Als Redakteur, Journalist und Herausgeber verschiedener Zeitungen war Hans Heinrich Ehrler unter anderem in Köln, Stuttgart, Heilbronn, Karlsruhe, Konstanz und Friedrichshafen tätig, bevor er sich 1911 als freier Schriftsteller niederließ. Zuvor heiratete er im Oktober 1904 in Stuttgart Melanie Amalie, geb. Frommherz. Die Ehe blieb kinderlos. Nach mehreren Zwischenstationen zog das Ehepaar 1926 nach Waldenbuch. Seine erste Publikation „Briefe vom Land“ erschien 1911 im Albert Langen Verlag. Viele weitere Veröffentlichungen folgten, darunter „Die Reise ins Pfarrhaus“ (1913), „Briefe aus meinem Kloster“ (1922), „Die Reise in die Heimat“ (1926), „Die drei Begegnungen des Baumeisters Wilhelm“ (1934) und „Charlotte“ (1946).

„Ein eigener ‚Ehrler-Ton‘ entsteht, einerseits durch die […] Bindung an die Tradition: Der Verfasser ist außerordentlich belesen in Literatur, Philosophie und Theologie, aber auch in Musik, Kunstgeschichte und in Teilen der Naturwissenschaften. Fremdsprachen wie Griechisch, Latein, Französisch oder Italienisch traut und mutet er dem Leser im Original zu“, schreibt Ulrich Lempp in einer Biografie 2006.

„Wie bei anderen Persönlichkeiten, die in der Zeit des Nationalsozialismus lebten, wurde auch die Rolle Ehrlers im ‚Dritten Reich‘ in den letzten Jahren kritisch beleuchtet“, sagt Bad Mergentheims Stadtarchivar Alexander Ploebsch. „Der Dichter gibt, je nach Quellenbetrachtung, ein sehr widersprüchliches Bild ab. Einerseits äußerte sich Ehrler 1932 in einer Rundfunkrede zur Württembergischen Verfassungsfeier kritisch gegenüber dem Nationalsozialismus und lobte die Weimarer Verfassung. Anderseits war er mit seinem Beitrag ‚Wenn sich Abgrunds Geister regen‘ in der Gedicht-Anthologie ‚Dem Führer‘ vertreten, die Adolf Hitler zu dessen 50. Geburtstag 1938 überreicht wurde.“ Dazu erläutert Alexander Ploebsch weiter: „Im gleichen Jahr erhielt Ehrler ebenfalls den so genannten Schwäbischen Dichterpreis, einen 1935 von dem württembergischen Ministerpräsidenten und Kultusminister Christian Mergenthaler gestifteten NS-Literaturpreis, mit ausdrücklicher Zustimmung von Josef Goebbels.“

Die tiefe Verbundenheit Ehrlers zu seiner Heimatstadt spiegelt sich in seinen zahlreichen Aufenthalten in Bad Mergentheim wieder. Nach Ehrlers Tod am 14. Juni 1951 in Waldenbuch wurde sein Leichnam ein Jahr später 1952 nach Bad Mergentheim überführt. Dort wurde er in einem Ehrengrab mit der Grabinschrift „Er wollte den Menschen den Weg erhellen“ auf dem städtischen Friedhof beigesetzt. Auch die regelmäßigen Veranstaltungen zu dessen Geburts- und Todestag zeugen von einer noch immer starken Verehrung Ehrlers durch die Mergentheimer.
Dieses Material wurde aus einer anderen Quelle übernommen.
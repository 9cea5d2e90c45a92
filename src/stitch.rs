//! Composes an ordered tile sequence into one long image
//!
//! Overlap removal is purely geometric: fixed crop bands are taken off tile
//! edges, independent of pixel content. The first tile keeps its full height
//! (nothing above it to deduplicate), middle tiles lose `sticky_top` rows at
//! the top and `sticky_bottom` rows at the bottom, and the last tile loses
//! only its top band since the planner already aligned its bottom edge to the
//! true page end.

use image::{imageops, RgbaImage};
use serde::Serialize;

use crate::capture::Tile;
use crate::error::{Error, Result};

/// Crop parameters applied at stitch time
#[derive(Debug, Clone, Copy, Default, Serialize)]
pub struct StitchSpec {
    /// Overlap height used during planning, recorded alongside the output
    pub overlap: u32,
    /// Pixels removed from the top of tiles 2..N
    pub sticky_top: u32,
    /// Pixels removed from the bottom of tiles 2..N-1
    pub sticky_bottom: u32,
}

/// The vertical band a tile contributes to the stitched image
#[derive(Debug, Clone, Copy)]
struct Contribution {
    top: u32,
    height: u32,
}

/// Work out every tile's contribution band, rejecting degenerate inputs
/// before any pixel work happens.
fn contributions(tiles: &[Tile], spec: &StitchSpec) -> Result<Vec<Contribution>> {
    let last = tiles.len() - 1;
    tiles
        .iter()
        .enumerate()
        .map(|(i, tile)| {
            let height = tile.image.height();
            // A single tile is copied verbatim; crops only ever apply to a
            // shared edge
            let top = if i == 0 { 0 } else { spec.sticky_top };
            let bottom = if i == 0 || i == last { 0 } else { spec.sticky_bottom };
            if u64::from(top) + u64::from(bottom) >= u64::from(height) {
                return Err(Error::Stitch(format!(
                    "crop bands ({} top, {} bottom) leave tile {} with no content (height {})",
                    top, bottom, tile.index, height
                )));
            }
            Ok(Contribution {
                top,
                height: height - top - bottom,
            })
        })
        .collect()
}

/// Stitch an ordered tile sequence into one image.
///
/// Tiles are written top-to-bottom in index order, each starting immediately
/// below the previous tile's contribution. Fails on an empty sequence,
/// mismatched tile widths, or crop bands that leave a tile with zero or
/// negative height; a failure here never touches the persisted tiles.
pub fn stitch(tiles: &[Tile], spec: &StitchSpec) -> Result<RgbaImage> {
    let first = tiles
        .first()
        .ok_or_else(|| Error::Stitch("no tiles to compose".to_string()))?;

    let width = first.image.width();
    for tile in tiles {
        if tile.image.width() != width {
            return Err(Error::Stitch(format!(
                "tile {} is {} px wide but tile {} is {} px; the viewport is fixed per session",
                first.index,
                width,
                tile.index,
                tile.image.width()
            )));
        }
    }

    let bands = contributions(tiles, spec)?;
    let total_height: u64 = bands.iter().map(|b| u64::from(b.height)).sum();
    let total_height = u32::try_from(total_height)
        .map_err(|_| Error::Stitch(format!("stitched height {} exceeds image limits", total_height)))?;

    let mut canvas = RgbaImage::new(width, total_height);
    let mut y = 0_i64;
    for (tile, band) in tiles.iter().zip(&bands) {
        let cropped = imageops::crop_imm(&tile.image, 0, band.top, width, band.height).to_image();
        imageops::replace(&mut canvas, &cropped, 0, y);
        y += i64::from(band.height);
    }

    Ok(canvas)
}
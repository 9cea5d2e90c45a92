//! Scroll/tile planning: capture offsets, termination, and height re-checks
//!
//! The planner is the one place that decides how many tiles a page needs and
//! where each one starts. It is deliberately pull-based: the live page height
//! is only observable after a scroll settles, so the planner asks for a fresh
//! measurement before every decision instead of being pushed updates. Tests
//! inject a scripted [`HeightOracle`] instead of a browser.

use log::warn;
use serde::Serialize;

use crate::error::Result;
use crate::geometry::Geometry;

/// Consecutive growth observations tolerated before the planner gives up on
/// the page ever stabilizing and freezes the bound it has.
const MAX_GROWTH_CHECKS: u32 = 25;

/// A pull-based source of the page's current scrollable content height
///
/// Production code wraps the browser driver; tests script a height sequence.
pub trait HeightOracle {
    /// Measure the current content height in pixels
    fn content_height(&mut self) -> Result<u32>;
}

/// One planned capture: a scroll offset plus the bounded content height the
/// planner saw when it made the decision
///
/// The orchestrator compares the recorded height against the page state it
/// actually observes at capture time and logs drift; capture proceeds either
/// way.
#[derive(Debug, Clone, Copy, PartialEq, Eq, Serialize)]
pub struct PlannedOffset {
    /// Vertical scroll offset in pixels
    pub offset: u32,
    /// Content height (after the cap) at decision time
    pub bounded_height: u32,
}

/// The ordered sequence of planned captures for one page
#[derive(Debug, Clone, Default, PartialEq, Eq, Serialize)]
pub struct ScrollPlan {
    pub offsets: Vec<PlannedOffset>,
}

impl ScrollPlan {
    pub fn len(&self) -> usize {
        self.offsets.len()
    }

    pub fn is_empty(&self) -> bool {
        self.offsets.is_empty()
    }

    /// The last planned scroll offset, if any tile was planned
    pub fn final_offset(&self) -> Option<u32> {
        self.offsets.last().map(|p| p.offset)
    }

    pub fn push(&mut self, planned: PlannedOffset) {
        self.offsets.push(planned);
    }
}

/// Incremental planner: one decision per measured height
///
/// Offsets start at 0 and advance by the geometry's effective step while a
/// full viewport still fits above the bounded bottom. The final offset is
/// clamped so the last tile ends exactly at the bounded bottom, which keeps
/// blank space out of the capture even though it shortens the last step.
///
/// Height measurements feed [`next`] once per decision. The first measurement
/// that shows no growth over the previous one freezes the bound for the rest
/// of the plan (shrinkage counts as stable); a page that keeps growing past
/// the re-check budget is logged and frozen at its last bound rather than
/// treated as fatal.
///
/// [`next`]: ScrollPlanner::next
#[derive(Debug)]
pub struct ScrollPlanner {
    geometry: Geometry,
    max_tiles: u32,
    planned: u32,
    last_offset: Option<u32>,
    last_bound: Option<u32>,
    frozen_bound: Option<u32>,
    growth_checks: u32,
    done: bool,
}

impl ScrollPlanner {
    pub fn new(geometry: Geometry, max_tiles: u32) -> Self {
        Self {
            geometry,
            max_tiles,
            planned: 0,
            last_offset: None,
            last_bound: None,
            frozen_bound: None,
            growth_checks: 0,
            done: false,
        }
    }

    /// Decide the next capture offset given a fresh height measurement, or
    /// `None` when the page is fully planned.
    ///
    /// The first call always plans offset 0, even for pages shorter than the
    /// viewport.
    pub fn next(&mut self, measured_height: u32) -> Option<PlannedOffset> {
        if self.done {
            return None;
        }

        let bound = self.observe(measured_height);
        let viewport = self.geometry.viewport_height();

        let offset = match self.last_offset {
            // First tile captures the top of the page
            None => 0,
            Some(prev) => {
                if prev.saturating_add(viewport) >= bound {
                    // Previous tile already reached the bounded bottom
                    self.done = true;
                    return None;
                }
                let candidate = prev.saturating_add(self.geometry.effective_step());
                if candidate.saturating_add(viewport) < bound {
                    candidate
                } else {
                    // Clamp the final tile so it ends exactly at the bounded
                    // bottom. prev + viewport < bound here, so this neither
                    // underflows nor moves backwards past prev.
                    let clamped = bound - viewport;
                    if clamped <= prev {
                        self.done = true;
                        return None;
                    }
                    clamped
                }
            }
        };

        // Only trip the guard when another tile would actually be planned,
        // so a plan that finishes exactly at the limit stays silent
        if self.planned >= self.max_tiles {
            warn!(
                "reached max tiles limit ({}); capture may be incomplete",
                self.max_tiles
            );
            self.done = true;
            return None;
        }

        self.last_offset = Some(offset);
        self.planned += 1;
        Some(PlannedOffset {
            offset,
            bounded_height: bound,
        })
    }

    /// Fold a height measurement into the stabilization state and return the
    /// bound to plan against.
    fn observe(&mut self, measured: u32) -> u32 {
        if let Some(frozen) = self.frozen_bound {
            return frozen;
        }

        let bound = self.geometry.bounded_height(measured);
        match self.last_bound {
            None => {
                self.last_bound = Some(bound);
                bound
            }
            Some(prev) if bound <= prev => {
                // No growth: the height has stabilized, stop re-checking
                self.frozen_bound = Some(bound);
                bound
            }
            Some(_) => {
                self.growth_checks += 1;
                if self.growth_checks >= MAX_GROWTH_CHECKS {
                    warn!(
                        "content height did not stabilize after {} re-checks; \
                         proceeding with last measured bound of {} px",
                        self.growth_checks, bound
                    );
                    self.frozen_bound = Some(bound);
                }
                self.last_bound = Some(bound);
                bound
            }
        }
    }

    /// Run a planner to completion against a height oracle.
    ///
    /// With a fixed oracle this is deterministic: identical inputs always
    /// produce the identical offset sequence.
    pub fn plan<O: HeightOracle>(
        geometry: Geometry,
        max_tiles: u32,
        oracle: &mut O,
    ) -> Result<ScrollPlan> {
        let mut planner = Self::new(geometry, max_tiles);
        let mut plan = ScrollPlan::default();
        loop {
            let measured = oracle.content_height()?;
            match planner.next(measured) {
                Some(p) => plan.push(p),
                None => break,
            }
        }
        Ok(plan)
    }
}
So erschien im Jahr 2018 das Werk „Hans Heinrich Ehrler (1872-1951) – Biografie eines Abendländers“ von Stefan Keppler-Tasaki. In der Publikation „31 Lebensbilder aus der Zeit von 1914 bis heute“ der Geschichtswerkstatt Bad Mergentheim e.V. von 2020 wird ebenfalls die Biografie Ehrlers beleuchtet.
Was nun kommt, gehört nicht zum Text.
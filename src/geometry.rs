//! Pure scroll geometry: step size and bounded content height
//!
//! No side effects and no state; the planner layers termination logic on top
//! of these values.

use crate::error::{Error, Result};

/// The fixed geometry of a scroll problem
///
/// Derived once from the session configuration. The cap is fixed for the whole
/// session even though content height is re-measured while scrolling.
#[derive(Debug, Clone, Copy, PartialEq, Eq)]
pub struct Geometry {
    viewport_height: u32,
    overlap: u32,
    cap_height: Option<u32>,
}

impl Geometry {
    /// Build a geometry, rejecting an overlap that would prevent forward
    /// progress.
    ///
    /// An overlap at or above the viewport height would make the scroll step
    /// zero or negative and the capture loop would never terminate, so it is
    /// a configuration error rather than something to clamp around.
    pub fn new(viewport_height: u32, overlap: u32, cap_height: Option<u32>) -> Result<Self> {
        if viewport_height == 0 {
            return Err(Error::Configuration(
                "viewport height must be positive".to_string(),
            ));
        }
        if overlap >= viewport_height {
            return Err(Error::Configuration(format!(
                "overlap ({}) must be smaller than the viewport height ({})",
                overlap, viewport_height
            )));
        }
        Ok(Self {
            viewport_height,
            overlap,
            cap_height,
        })
    }

    /// Viewport height in pixels (the tile height baseline)
    pub fn viewport_height(&self) -> u32 {
        self.viewport_height
    }

    /// Overlap between consecutive tiles in pixels
    pub fn overlap(&self) -> u32 {
        self.overlap
    }

    /// How far each scroll advances: viewport height minus overlap, never
    /// below one pixel
    pub fn effective_step(&self) -> u32 {
        (self.viewport_height - self.overlap).max(1)
    }

    /// The measured content height clamped to the session cap, if one is set
    pub fn bounded_height(&self, measured_content_height: u32) -> u32 {
        match self.cap_height {
            Some(cap) => measured_content_height.min(cap),
            None => measured_content_height,
        }
    }
}
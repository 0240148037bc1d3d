//! # Node Module
//!
//! Per-role control cycles wiring the protocol, link, safety, motor and relay
//! pieces together.
//!
//! | Role | Cycle |
//! |------|-------|
//! | vehicle | poll radio, validate, feed health/failsafe, actuate, relay landing state |
//! | operator | sample buttons, encode, transmit, relay landing state |
//! | actuator | drain relay commands, move landing servos, acknowledge deployment |
//!
//! Each cycle takes the current time as an argument and never blocks beyond
//! the bounded radio restart sequence.

pub mod vehicle;
pub mod operator;
pub mod actuator;

pub use actuator::{ActuatorNode, ServoSettings};
pub use operator::{OperatorButtons, OperatorNode};
pub use vehicle::{CycleReport, VehicleNode};

use tokio::runtime::{Handle, RuntimeFlavor};

use crate::error::Result;
use crate::io::DigitalOutput;
use crate::relay::{EventInbox, RelayHandshake, ShortRangeLink};

/// Run a cycle that may block (radio restart, UART I/O) from async code.
///
/// On a multi-threaded runtime the worker is handed off for the duration of
/// `f` so other tasks keep running; elsewhere `f` runs in place.
pub fn run_blocking<T>(f: impl FnOnce() -> T) -> T {
    match Handle::try_current() {
        Ok(handle) if handle.runtime_flavor() == RuntimeFlavor::MultiThread => {
            tokio::task::block_in_place(f)
        }
        _ => f(),
    }
}

/// Relay handshake bundled with its link and receive queue
#[derive(Debug)]
pub struct RelayPort<O: DigitalOutput, L: ShortRangeLink> {
    handshake: RelayHandshake<O>,
    link: L,
    inbox: EventInbox,
}

impl<O: DigitalOutput, L: ShortRangeLink> RelayPort<O, L> {
    /// Bundle the parts and register the handshake's peer on `link`
    pub fn new(mut handshake: RelayHandshake<O>, mut link: L, inbox: EventInbox) -> Result<Self> {
        handshake.init(&mut link)?;
        Ok(Self {
            handshake,
            link,
            inbox,
        })
    }

    /// Hand queued messages to the handshake, oldest first
    pub fn service(&mut self) {
        for event in self.inbox.drain() {
            self.handshake.on_event(&event);
        }
    }

    /// Feed this cycle's landing state
    pub fn observe(&mut self, landing: bool) -> bool {
        self.handshake.observe(landing, &mut self.link)
    }

    pub fn handshake(&self) -> &RelayHandshake<O> {
        &self.handshake
    }
}

#[cfg(test)]
mod tests {
    use super::*;
    use std::time::Duration;

    #[test]
    fn test_run_blocking_outside_runtime() {
        assert_eq!(run_blocking(|| 7), 7);
    }

    #[tokio::test]
    async fn test_run_blocking_on_current_thread_runtime() {
        assert_eq!(run_blocking(|| "cycle"), "cycle");
    }

    #[tokio::test(flavor = "multi_thread", worker_threads = 2)]
    async fn test_run_blocking_on_worker_thread() {
        let task = tokio::spawn(async {
            run_blocking(|| {
                std::thread::sleep(Duration::from_millis(20));
                42
            })
        });

        assert_eq!(task.await.unwrap(), 42);
    }
}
„Wenngleich Hans Heinrich Ehrler nicht unumstritten ist und nicht mehr jeder Bürgerin und jedem Bürger Bad Mergentheims bekannt ist, so wirft sein literarisches Erbe doch bis heute seinen Schatten“, stellt Alexander Ploebsch abschließend fest.


Die Bad Mergentheimer Stadtbücherei, die am Hans-Heinrich-Ehrler-Platz 35 angesiedelt ist, präsentiert ab Donnerstag, 7. Juli, zu den üblichen Öffnungszeiten eine Ausstellung seiner Werke.
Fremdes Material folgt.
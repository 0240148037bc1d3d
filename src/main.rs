//! # ROV Link
//!
//! Runs one node of the ROV command link: vehicle, operator or landing
//! actuator, selected by the `[node] role` of the configuration file.

use std::time::{Duration, Instant};

use anyhow::{Context, Result};
use tokio::time::{interval, MissedTickBehavior};
use tracing::{debug, error, info, warn};
use tracing_appender::non_blocking::WorkerGuard;
use tracing_subscriber::layer::SubscriberExt;
use tracing_subscriber::util::SubscriberInitExt;
use tracing_subscriber::{fmt, EnvFilter};

use rov_link::config::{Config, LoggingConfig, RelayConfig, Role};
use rov_link::error::RovLinkError;
use rov_link::io::sysfs::{SysfsGpio, SysfsPwm, DEFAULT_GPIO_ROOT};
use rov_link::link::serial::SerialLoRa;
use rov_link::link::{LinkHealthMonitor, LinkState, LongRangeRadio, StdDelay};
use rov_link::motor::MotorActuator;
use rov_link::node::{run_blocking, ActuatorNode, OperatorNode, RelayPort, VehicleNode};
use rov_link::relay::{event_channel, RelayHandshake, UdpPeerLink};
use rov_link::safety::FailsafeSupervisor;

/// Configuration file used when none is given on the command line
const DEFAULT_CONFIG_PATH: &str = "config/vehicle.toml";

/// File name prefix of daily log files
const LOG_FILE_PREFIX: &str = "rov-link.log";

/// Number of cycles between status log messages
const STATUS_LOG_CYCLES: u64 = 1000;

/// Pause between radio startup attempts
const INIT_RETRY_DELAY: Duration = Duration::from_millis(500);

/// Main entry point for ROV Link
///
/// # Control Flow
///
/// 1. Load configuration (path from the first argument, default `config/vehicle.toml`)
/// 2. Set up logging to the console and optionally to daily files
/// 3. Bring up the node's radio, PWM, GPIO and relay link
/// 4. Run the node's cycle every `loop_period_ms` until Ctrl+C
/// 5. Stop the motors and end the radio session on shutdown
///
/// # Errors
///
/// Returns error if:
/// - The configuration cannot be loaded
/// - The long-range radio fails every startup attempt
/// - The relay link socket cannot be bound
#[tokio::main]
async fn main() -> Result<()> {
    let config_path = std::env::args()
        .nth(1)
        .unwrap_or_else(|| DEFAULT_CONFIG_PATH.to_string());

    let config = Config::load(&config_path)
        .with_context(|| format!("Failed to load configuration from {}", config_path))?;

    let _log_guard = init_logging(&config.logging)?;

    info!(
        "ROV Link v{} starting as {:?} node...",
        env!("CARGO_PKG_VERSION"),
        config.node.role
    );

    match config.node.role {
        Role::Vehicle => run_vehicle(&config).await,
        Role::Operator => run_operator(&config).await,
        Role::Actuator => run_actuator(&config).await,
    }
}

/// Install the tracing subscriber; keep the returned guard alive to flush file logs
fn init_logging(logging: &LoggingConfig) -> Result<Option<WorkerGuard>> {
    let filter = EnvFilter::try_from_default_env()
        .or_else(|_| EnvFilter::try_new(&logging.level))
        .with_context(|| format!("Invalid log level '{}'", logging.level))?;

    let (file_layer, guard) = match &logging.dir {
        Some(dir) => {
            let appender = tracing_appender::rolling::daily(dir, LOG_FILE_PREFIX);
            let (writer, guard) = tracing_appender::non_blocking(appender);
            let layer = fmt::layer().with_ansi(false).with_writer(writer);
            (Some(layer), Some(guard))
        }
        None => (None, None),
    };

    tracing_subscriber::registry()
        .with(filter)
        .with(fmt::layer())
        .with(file_layer)
        .init();

    Ok(guard)
}

/// Open the UART radio and start it, retrying up to `init_attempts` times
fn start_radio(config: &Config) -> rov_link::error::Result<SerialLoRa<SysfsGpio>> {
    let radio_config = &config.radio;
    let reset = radio_config
        .reset_gpio
        .map(|pin| (SysfsGpio::new(DEFAULT_GPIO_ROOT, false), pin));
    let mut radio = SerialLoRa::new(&radio_config.port, radio_config.baud_rate, reset);

    for attempt in 1..=radio_config.init_attempts {
        match radio.begin(radio_config.frequency_hz) {
            Ok(()) => return Ok(radio),
            Err(e) => {
                warn!(
                    "Radio startup attempt {}/{} failed: {}",
                    attempt, radio_config.init_attempts, e
                );
                std::thread::sleep(INIT_RETRY_DELAY);
            }
        }
    }

    error!("Long-range radio on {} did not start", radio_config.port);
    Err(RovLinkError::TransportInit(format!(
        "{} failed {} startup attempt(s)",
        radio_config.port, radio_config.init_attempts
    )))
}

/// Bind the relay link, start its receive task and register the landing peer
async fn start_relay(relay: &RelayConfig) -> Result<RelayPort<SysfsGpio, UdpPeerLink>> {
    let link = UdpPeerLink::bind(relay.bind, relay.local_mac, relay.peers.clone()).await?;

    let (events, inbox) = event_channel(relay.queue_depth);
    link.spawn_receiver(events);

    let status = relay
        .status_gpio
        .map(|pin| (SysfsGpio::new(DEFAULT_GPIO_ROOT, false), pin));
    let handshake = RelayHandshake::new(relay.peer_mac, relay.ack_code, status);

    Ok(RelayPort::new(handshake, link, inbox)?)
}

async fn run_vehicle(config: &Config) -> Result<()> {
    let radio = run_blocking(|| start_radio(config))?;
    info!(
        "Long-range radio started on {} at {} Hz, robot id {}",
        radio.port_path(),
        config.radio.frequency_hz,
        config.radio.robot_id
    );

    let relay = match &config.relay {
        Some(relay) => Some(start_relay(relay).await?),
        None => None,
    };

    let pwm = SysfsPwm::chip(config.motor.pwm_chip, config.motor.period_ns, config.motor.max_duty);
    let mut motors = MotorActuator::new(
        pwm,
        config.motor.motor_channels(),
        config.motor.speed_selector(),
    );
    motors.stop()?;

    let now = Instant::now();
    let mut node = VehicleNode::new(
        config.radio.robot_id,
        radio,
        StdDelay,
        LinkHealthMonitor::new(config.health_settings(), now),
        FailsafeSupervisor::new(config.failsafe_settings(), now),
        motors,
        relay,
    );

    let mut ticker = interval(config.loop_period());
    ticker.set_missed_tick_behavior(MissedTickBehavior::Skip);

    info!("Vehicle control loop running every {} ms", config.node.loop_period_ms);
    info!("Press Ctrl+C to exit");

    let mut cycles: u64 = 0;
    let mut accepted: u64 = 0;
    let mut dropped: u64 = 0;
    let mut link_state = LinkState::Ok;

    loop {
        tokio::select! {
            _ = ticker.tick() => {
                let report = run_blocking(|| node.cycle(Instant::now()));
                cycles += 1;
                accepted += report.accepted as u64;
                dropped += report.dropped as u64;

                if report.link_state != link_state {
                    info!("Link state {} -> {}", link_state, report.link_state);
                    link_state = report.link_state;
                }

                if cycles % STATUS_LOG_CYCLES == 0 {
                    info!(
                        "Frames accepted {} dropped {}, link {}, failsafe {}, radio restarts {}",
                        accepted,
                        dropped,
                        link_state,
                        if report.failsafe_active { "ACTIVE" } else { "off" },
                        node.health().restart_count()
                    );
                }
            }

            _ = tokio::signal::ctrl_c() => {
                info!("Received Ctrl+C, shutting down...");
                node.shutdown();
                info!("Total frames accepted: {}", accepted);
                break;
            }
        }
    }

    Ok(())
}

async fn run_operator(config: &Config) -> Result<()> {
    let operator = config
        .operator
        .as_ref()
        .context("operator role requires an [operator] section")?;

    let radio = run_blocking(|| start_radio(config))?;
    info!("Long-range radio started on {}", radio.port_path());

    let relay = match &config.relay {
        Some(relay) => Some(start_relay(relay).await?),
        None => None,
    };

    let inputs = SysfsGpio::new(DEFAULT_GPIO_ROOT, operator.active_low);
    let mut node = OperatorNode::new(config.radio.robot_id, radio, inputs, operator.buttons(), relay);

    let mut ticker = interval(config.loop_period());
    ticker.set_missed_tick_behavior(MissedTickBehavior::Skip);

    info!("Operator transmitting every {} ms", config.node.loop_period_ms);
    info!("Press Ctrl+C to exit");

    let mut sent: u64 = 0;

    loop {
        tokio::select! {
            _ = ticker.tick() => {
                if let Err(e) = run_blocking(|| node.cycle()) {
                    debug!("Failed to send frame: {}", e);
                    continue;
                }

                sent += 1;
                if sent % STATUS_LOG_CYCLES == 0 {
                    info!("Sent {} frames, landing {}", sent, node.landing_state());
                }
            }

            _ = tokio::signal::ctrl_c() => {
                info!("Received Ctrl+C, shutting down...");
                node.shutdown();
                info!("Total frames sent: {}", sent);
                break;
            }
        }
    }

    Ok(())
}

async fn run_actuator(config: &Config) -> Result<()> {
    let relay = config
        .relay
        .as_ref()
        .context("actuator role requires a [relay] section")?;

    let link = UdpPeerLink::bind(relay.bind, relay.local_mac, relay.peers.clone()).await?;
    let (events, inbox) = event_channel(relay.queue_depth);
    link.spawn_receiver(events);

    let servo = config.actuator.servo_settings();
    let pwm = SysfsPwm::chip(
        config.actuator.pwm_chip,
        u64::from(servo.period_us) * 1000,
        servo.period_us,
    );

    let mut node = ActuatorNode::new(pwm, servo, link, inbox, relay.ack_code);
    node.init()?;

    let mut ticker = interval(config.loop_period());
    ticker.set_missed_tick_behavior(MissedTickBehavior::Skip);

    info!("Press Ctrl+C to exit");

    loop {
        tokio::select! {
            _ = ticker.tick() => node.cycle(),

            _ = tokio::signal::ctrl_c() => {
                info!("Received Ctrl+C, shutting down...");
                break;
            }
        }
    }

    Ok(())
}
Im Stadtarchiv im gleichen Gebäude befindet sich das Hans-Heinrich-Ehrler-Zimmer, in dem die Werke des Dichters und seine Büroausstattung besichtigt werden können. Dies ist möglich während der Öffnungszeiten des Archivs: Dienstag 10 bis 13 Uhr und Mittwoch 13 bis 17 Uhr.